//! Process-local counters.
//!
//! Cheap atomic counters describing what this instance decided. They are
//! independent of the store-backed monitoring aggregates and keep counting
//! while the store is down.

use std::sync::atomic::{AtomicU64, Ordering};
use std::sync::Arc;

/// Metrics tracking decision statistics.
///
/// All metrics use atomic operations for thread-safe updates and reads.
/// Clones share the same counters.
#[derive(Debug, Clone)]
pub struct Metrics {
    inner: Arc<MetricsInner>,
}

#[derive(Debug, Default)]
struct MetricsInner {
    /// Requests allowed, including bypassed and fail-open ones
    allowed: AtomicU64,
    /// Requests denied for any reason
    blocked: AtomicU64,
    /// Window checks answered without the store
    fail_open: AtomicU64,
    /// Store operations that returned an error
    store_failures: AtomicU64,
    /// Bans imposed by escalation or by an operator
    bans_imposed: AtomicU64,
}

impl Metrics {
    /// Create a new metrics tracker.
    pub fn new() -> Self {
        Self {
            inner: Arc::new(MetricsInner::default()),
        }
    }

    pub(crate) fn record_allowed(&self) {
        self.inner.allowed.fetch_add(1, Ordering::Relaxed);
    }

    pub(crate) fn record_blocked(&self) {
        self.inner.blocked.fetch_add(1, Ordering::Relaxed);
    }

    pub(crate) fn record_fail_open(&self) {
        self.inner.fail_open.fetch_add(1, Ordering::Relaxed);
    }

    pub(crate) fn record_store_failure(&self) {
        self.inner.store_failures.fetch_add(1, Ordering::Relaxed);
    }

    pub(crate) fn record_ban(&self) {
        self.inner.bans_imposed.fetch_add(1, Ordering::Relaxed);
    }

    pub fn allowed(&self) -> u64 {
        self.inner.allowed.load(Ordering::Relaxed)
    }

    pub fn blocked(&self) -> u64 {
        self.inner.blocked.load(Ordering::Relaxed)
    }

    pub fn fail_open(&self) -> u64 {
        self.inner.fail_open.load(Ordering::Relaxed)
    }

    pub fn store_failures(&self) -> u64 {
        self.inner.store_failures.load(Ordering::Relaxed)
    }

    pub fn bans_imposed(&self) -> u64 {
        self.inner.bans_imposed.load(Ordering::Relaxed)
    }

    /// Get a snapshot of all metrics.
    pub fn snapshot(&self) -> MetricsSnapshot {
        MetricsSnapshot {
            allowed: self.allowed(),
            blocked: self.blocked(),
            fail_open: self.fail_open(),
            store_failures: self.store_failures(),
            bans_imposed: self.bans_imposed(),
        }
    }

    /// Reset all metrics to zero.
    pub fn reset(&self) {
        self.inner.allowed.store(0, Ordering::Relaxed);
        self.inner.blocked.store(0, Ordering::Relaxed);
        self.inner.fail_open.store(0, Ordering::Relaxed);
        self.inner.store_failures.store(0, Ordering::Relaxed);
        self.inner.bans_imposed.store(0, Ordering::Relaxed);
    }
}

impl Default for Metrics {
    fn default() -> Self {
        Self::new()
    }
}

/// A point-in-time snapshot of metrics.
#[derive(Debug, Clone, Copy, PartialEq, Eq)]
pub struct MetricsSnapshot {
    pub allowed: u64,
    pub blocked: u64,
    pub fail_open: u64,
    pub store_failures: u64,
    pub bans_imposed: u64,
}

impl MetricsSnapshot {
    /// Ratio of blocked to total decisions, 0.0 when nothing was decided.
    pub fn block_rate(&self) -> f64 {
        let total = self.total_decisions();
        if total == 0 {
            0.0
        } else {
            self.blocked as f64 / total as f64
        }
    }

    pub fn total_decisions(&self) -> u64 {
        self.allowed.saturating_add(self.blocked)
    }
}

About this task:
Copy every line from the records above that contains the string "crate".

Solution to this exercise:
    pub(crate) fn record_allowed(&self) {
    pub(crate) fn record_blocked(&self) {
    pub(crate) fn record_fail_open(&self) {
    pub(crate) fn record_store_failure(&self) {
    pub(crate) fn record_ban(&self) {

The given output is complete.